* [REQUIRED ACTION]: Every line of the entries that holds the word "IssueState" is to be copied.

* [EXTRACTED ENTRIES]:
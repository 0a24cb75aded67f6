//! Filter state and the shareable fragment codec.
//!
//! The active filters are a single session-scoped value, mutated only
//! through explicit actions (see [`crate::events`]). They round-trip
//! through a compact query-string fragment (`repo=feed&state=closed`)
//! so a filtered view is a shareable, bookmarkable string; default and
//! empty values are omitted from the encoding.

use serde::{Deserialize, Deserializer, Serialize, Serializer};
use std::fmt;

use crate::models::{Issue, IssueState, SortKey};

/// Repository selection matching every repository.
pub const ALL_REPOSITORIES: &str = "all";

/// Issue-state filter.
#[derive(Debug, Clone, Copy, Default, PartialEq, Eq, Serialize, Deserialize)]
#[serde(rename_all = "lowercase")]
pub enum StateFilter {
    #[default]
    Open,
    Closed,
    All,
}

impl StateFilter {
    /// Parse a state filter from a string.
    pub fn from_str(s: &str) -> Option<Self> {
        match s {
            "open" => Some(Self::Open),
            "closed" => Some(Self::Closed),
            "all" => Some(Self::All),
            _ => None,
        }
    }

    /// Get the string representation.
    pub fn as_str(&self) -> &'static str {
        match self {
            Self::Open => "open",
            Self::Closed => "closed",
            Self::All => "all",
        }
    }

    /// Whether an issue state passes this filter.
    pub fn matches(&self, state: IssueState) -> bool {
        match self {
            Self::Open => state == IssueState::Open,
            Self::Closed => state == IssueState::Closed,
            Self::All => true,
        }
    }
}

/// Assignee filter: any, explicitly unassigned, or a specific login.
#[derive(Debug, Clone, Default, PartialEq, Eq)]
pub enum AssigneeFilter {
    #[default]
    Any,
    Unassigned,
    Login(String),
}

impl AssigneeFilter {
    /// Parse from the string form. Anything that is not one of the
    /// sentinels is a login.
    pub fn from_str(s: &str) -> Self {
        match s {
            "all" => Self::Any,
            "unassigned" => Self::Unassigned,
            login => Self::Login(login.to_string()),
        }
    }

    /// Get the string representation.
    pub fn as_str(&self) -> &str {
        match self {
            Self::Any => "all",
            Self::Unassigned => "unassigned",
            Self::Login(login) => login,
        }
    }

    /// Whether an issue passes this filter.
    pub fn matches(&self, issue: &Issue) -> bool {
        match self {
            Self::Any => true,
            Self::Unassigned => issue.assignees.is_empty(),
            Self::Login(login) => issue.has_assignee(login),
        }
    }
}

impl Serialize for AssigneeFilter {
    fn serialize<S: Serializer>(&self, serializer: S) -> Result<S::Ok, S::Error> {
        serializer.serialize_str(self.as_str())
    }
}

impl<'de> Deserialize<'de> for AssigneeFilter {
    fn deserialize<D: Deserializer<'de>>(deserializer: D) -> Result<Self, D::Error> {
        let s = String::deserialize(deserializer)?;
        Ok(Self::from_str(&s))
    }
}

/// Label filter: any, or a specific label name.
#[derive(Debug, Clone, Default, PartialEq, Eq)]
pub enum LabelFilter {
    #[default]
    Any,
    Name(String),
}

impl LabelFilter {
    /// Parse from the string form.
    pub fn from_str(s: &str) -> Self {
        match s {
            "all" => Self::Any,
            name => Self::Name(name.to_string()),
        }
    }

    /// Get the string representation.
    pub fn as_str(&self) -> &str {
        match self {
            Self::Any => "all",
            Self::Name(name) => name,
        }
    }

    /// Whether an issue passes this filter.
    pub fn matches(&self, issue: &Issue) -> bool {
        match self {
            Self::Any => true,
            Self::Name(name) => issue.has_label(name),
        }
    }
}

impl Serialize for LabelFilter {
    fn serialize<S: Serializer>(&self, serializer: S) -> Result<S::Ok, S::Error> {
        serializer.serialize_str(self.as_str())
    }
}

impl<'de> Deserialize<'de> for LabelFilter {
    fn deserialize<D: Deserializer<'de>>(deserializer: D) -> Result<Self, D::Error> {
        let s = String::deserialize(deserializer)?;
        Ok(Self::from_str(&s))
    }
}

/// The active filter set.
///
/// `repo` is either [`ALL_REPOSITORIES`] or a repository name.
#[derive(Debug, Clone, PartialEq, Eq, Serialize, Deserialize)]
pub struct FilterState {
    #[serde(default = "default_repo")]
    pub repo: String,
    #[serde(default)]
    pub sort: SortKey,
    #[serde(default)]
    pub state: StateFilter,
    #[serde(default)]
    pub assignee: AssigneeFilter,
    #[serde(default)]
    pub label: LabelFilter,
    #[serde(default)]
    pub search: String,
}

fn default_repo() -> String {
    ALL_REPOSITORIES.to_string()
}

impl Default for FilterState {
    fn default() -> Self {
        Self {
            repo: default_repo(),
            sort: SortKey::default(),
            state: StateFilter::default(),
            assignee: AssigneeFilter::default(),
            label: LabelFilter::default(),
            search: String::new(),
        }
    }
}

impl FilterState {
    /// Whether the repository selection matches every repository.
    pub fn is_all_repos(&self) -> bool {
        self.repo == ALL_REPOSITORIES
    }

    /// Encode into the shareable fragment form, omitting default and
    /// empty values. The default filter set encodes to an empty string.
    pub fn to_fragment(&self) -> String {
        let defaults = Self::default();
        let mut pairs: Vec<(&str, &str)> = Vec::new();

        if self.repo != defaults.repo {
            pairs.push(("repo", &self.repo));
        }
        if self.sort != defaults.sort {
            pairs.push(("sort", self.sort.as_str()));
        }
        if self.assignee != defaults.assignee {
            pairs.push(("assignee", self.assignee.as_str()));
        }
        if self.state != defaults.state {
            pairs.push(("state", self.state.as_str()));
        }
        if self.label != defaults.label {
            pairs.push(("label", self.label.as_str()));
        }
        if !self.search.is_empty() {
            pairs.push(("search", &self.search));
        }

        pairs
            .iter()
            .map(|(k, v)| format!("{}={}", k, encode_component(v)))
            .collect::<Vec<_>>()
            .join("&")
    }

    /// Decode from the fragment form. Unknown keys and unparsable values
    /// are ignored; a leading `#` is tolerated.
    pub fn from_fragment(fragment: &str) -> Self {
        let mut filters = Self::default();
        let fragment = fragment.strip_prefix('#').unwrap_or(fragment);

        for pair in fragment.split('&') {
            let Some((key, value)) = pair.split_once('=') else {
                continue;
            };
            let value = decode_component(value);
            match key {
                "repo" if !value.is_empty() => filters.repo = value,
                "sort" => {
                    if let Some(sort) = SortKey::from_str(&value) {
                        filters.sort = sort;
                    }
                }
                "assignee" if !value.is_empty() => {
                    filters.assignee = AssigneeFilter::from_str(&value);
                }
                "state" => {
                    if let Some(state) = StateFilter::from_str(&value) {
                        filters.state = state;
                    }
                }
                "label" if !value.is_empty() => {
                    filters.label = LabelFilter::from_str(&value);
                }
                "search" => filters.search = value,
                _ => {}
            }
        }

        filters
    }
}

impl fmt::Display for FilterState {
    fn fmt(&self, f: &mut fmt::Formatter<'_>) -> fmt::Result {
        write!(
            f,
            "repo={} sort={} assignee={} state={} label={} search={:?}",
            self.repo,
            self.sort,
            self.assignee.as_str(),
            self.state.as_str(),
            self.label.as_str(),
            self.search
        )
    }
}

/// Percent-encode a fragment value. Unreserved ASCII passes through,
/// space becomes `+`, everything else is `%XX` per byte.
fn encode_component(value: &str) -> String {
    let mut out = String::with_capacity(value.len());
    for byte in value.bytes() {
        match byte {
            b'A'..=b'Z' | b'a'..=b'z' | b'0'..=b'9' | b'-' | b'_' | b'.' | b'~' => {
                out.push(byte as char);
            }
            b' ' => out.push('+'),
            _ => out.push_str(&format!("%{:02X}", byte)),
        }
    }
    out
}

/// Decode a fragment value. Malformed escapes pass through literally.
fn decode_component(value: &str) -> String {
    let raw = value.as_bytes();
    let mut bytes = Vec::with_capacity(raw.len());
    let mut i = 0;

    while i < raw.len() {
        match raw[i] {
            b'+' => {
                bytes.push(b' ');
                i += 1;
            }
            b'%' if i + 2 < raw.len() => {
                let hi = (raw[i + 1] as char).to_digit(16);
                let lo = (raw[i + 2] as char).to_digit(16);
                match (hi, lo) {
                    (Some(hi), Some(lo)) => {
                        bytes.push((hi * 16 + lo) as u8);
                        i += 3;
                    }
                    _ => {
                        bytes.push(b'%');
                        i += 1;
                    }
                }
            }
            other => {
                bytes.push(other);
                i += 1;
            }
        }
    }

    String::from_utf8_lossy(&bytes).into_owned()
}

* [OUTPUT OF THE EXERCISE]:
use crate::models::{Issue, IssueState, SortKey};
    pub fn matches(&self, state: IssueState) -> bool {
            Self::Open => state == IssueState::Open,
            Self::Closed => state == IssueState::Closed,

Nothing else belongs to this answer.